| Work instructions |
The entries are given below. Output each one unchanged.

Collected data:
★ ★ ★
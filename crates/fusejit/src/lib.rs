//! Core model for the fused-kernel compiler.
//!
//! This crate holds everything a backend needs before code generation:
//! scalar element types, partially known shapes with labeled dimensions,
//! broadcast merging, per-operator validation and shape/type inference,
//! and the fused-subgraph structure handed to a kernel backend. All of it
//! is pure, reentrant computation over immutable value types; callers own
//! threading policy.

pub mod broadcast;
pub mod dimension;
pub mod element;
pub mod error;
pub mod infer;
pub mod io;
pub mod op;
pub mod shape;
pub mod subgraph;

pub use broadcast::{merge_shapes, BroadcastRule};
pub use dimension::{DimLabel, Dimension};
pub use element::ElementType;
pub use error::{ValidationError, ValidationResult};
pub use infer::infer;
pub use op::{OpFamily, OpKind, OperandDescriptor, OperatorInstance};
pub use shape::PartialShape;
pub use subgraph::{FusedNode, FusedSubgraph, OperandRef};
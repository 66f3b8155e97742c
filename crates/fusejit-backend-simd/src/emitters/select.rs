//! Emitter for the three-input conditional select.

use std::collections::HashMap;

use fusejit::{ElementType, OpKind};

use crate::code::BinOp;
use crate::error::CompileResult;
use crate::isa::IsaLevel;
use crate::table::{ConstantTable, PATTERN_ONE};

use super::{EmitCtx, Emitter};

pub(super) fn register(map: &mut HashMap<&'static str, fn(&OpKind) -> Box<dyn Emitter>>) {
    map.insert("select", |_| Box::new(Select));
}

/// `cond ? then : else`. The canonical boolean condition is widened to an
/// all-ones lane mask, then blended; the blend is native on wide tiers and
/// emulated on the baseline tier.
struct Select;

impl Emitter for Select {
    fn inputs_len(&self) -> usize {
        3
    }

    fn aux_vecs(&self, _isa: IsaLevel) -> usize {
        2
    }

    fn register_table_entries(&self, table: &mut ConstantTable) {
        table.intern("one", PATTERN_ONE);
    }

    fn supported_precisions(&self) -> &'static [ElementType] {
        &[ElementType::Boolean, ElementType::F32]
    }

    fn emit(&self, ctx: &mut EmitCtx<'_>) -> CompileResult<()> {
        let (cond, then_v, else_v) = (ctx.inputs[0], ctx.inputs[1], ctx.inputs[2]);
        let dst = ctx.dst;
        let (scratch, mask) = (ctx.aux[0], ctx.aux[1]);
        ctx.broadcast(scratch, PATTERN_ONE)?;
        ctx.bin(BinOp::CmpEq, mask, cond, scratch);
        ctx.blend(dst, then_v, else_v, mask, scratch);
        Ok(())
    }
}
★ ★ ★
| Response area |
filename crates/fusejit/src/lib.rs
//! Core model for the fused-kernel compiler.
//!
//! This crate holds everything a backend needs before code generation:
//! scalar element types, partially known shapes with labeled dimensions,
//! broadcast merging, per-operator validation and shape/type inference,
//! and the fused-subgraph structure handed to a kernel backend. All of it
//! is pure, reentrant computation over immutable value types; callers own
//! threading policy.

pub mod broadcast;
pub mod dimension;
pub mod element;
pub mod error;
pub mod infer;
pub mod io;
pub mod op;
pub mod shape;
pub mod subgraph;

pub use broadcast::{merge_shapes, BroadcastRule};
pub use dimension::{DimLabel, Dimension};
pub use element::ElementType;
pub use error::{ValidationError, ValidationResult};
pub use infer::infer;
pub use op::{OpFamily, OpKind, OperandDescriptor, OperatorInstance};
pub use shape::PartialShape;
pub use subgraph::{FusedNode, FusedSubgraph, OperandRef};
repository 66f3b8155e97742c
filename crates/fusejit-backend-simd/src/emitters/select.rs
//! Emitter for the three-input conditional select.

use std::collections::HashMap;

use fusejit::{ElementType, OpKind};

use crate::code::BinOp;
use crate::error::CompileResult;
use crate::isa::IsaLevel;
use crate::table::{ConstantTable, PATTERN_ONE};

use super::{EmitCtx, Emitter};

pub(super) fn register(map: &mut HashMap<&'static str, fn(&OpKind) -> Box<dyn Emitter>>) {
    map.insert("select", |_| Box::new(Select));
}

/// `cond ? then : else`. The canonical boolean condition is widened to an
/// all-ones lane mask, then blended; the blend is native on wide tiers and
/// emulated on the baseline tier.
struct Select;

impl Emitter for Select {
    fn inputs_len(&self) -> usize {
        3
    }

    fn aux_vecs(&self, _isa: IsaLevel) -> usize {
        2
    }

    fn register_table_entries(&self, table: &mut ConstantTable) {
        table.intern("one", PATTERN_ONE);
    }

    fn supported_precisions(&self) -> &'static [ElementType] {
        &[ElementType::Boolean, ElementType::F32]
    }

    fn emit(&self, ctx: &mut EmitCtx<'_>) -> CompileResult<()> {
        let (cond, then_v, else_v) = (ctx.inputs[0], ctx.inputs[1], ctx.inputs[2]);
        let dst = ctx.dst;
        let (scratch, mask) = (ctx.aux[0], ctx.aux[1]);
        ctx.broadcast(scratch, PATTERN_ONE)?;
        ctx.bin(BinOp::CmpEq, mask, cond, scratch);
        ctx.blend(dst, then_v, else_v, mask, scratch);
        Ok(())
    }
}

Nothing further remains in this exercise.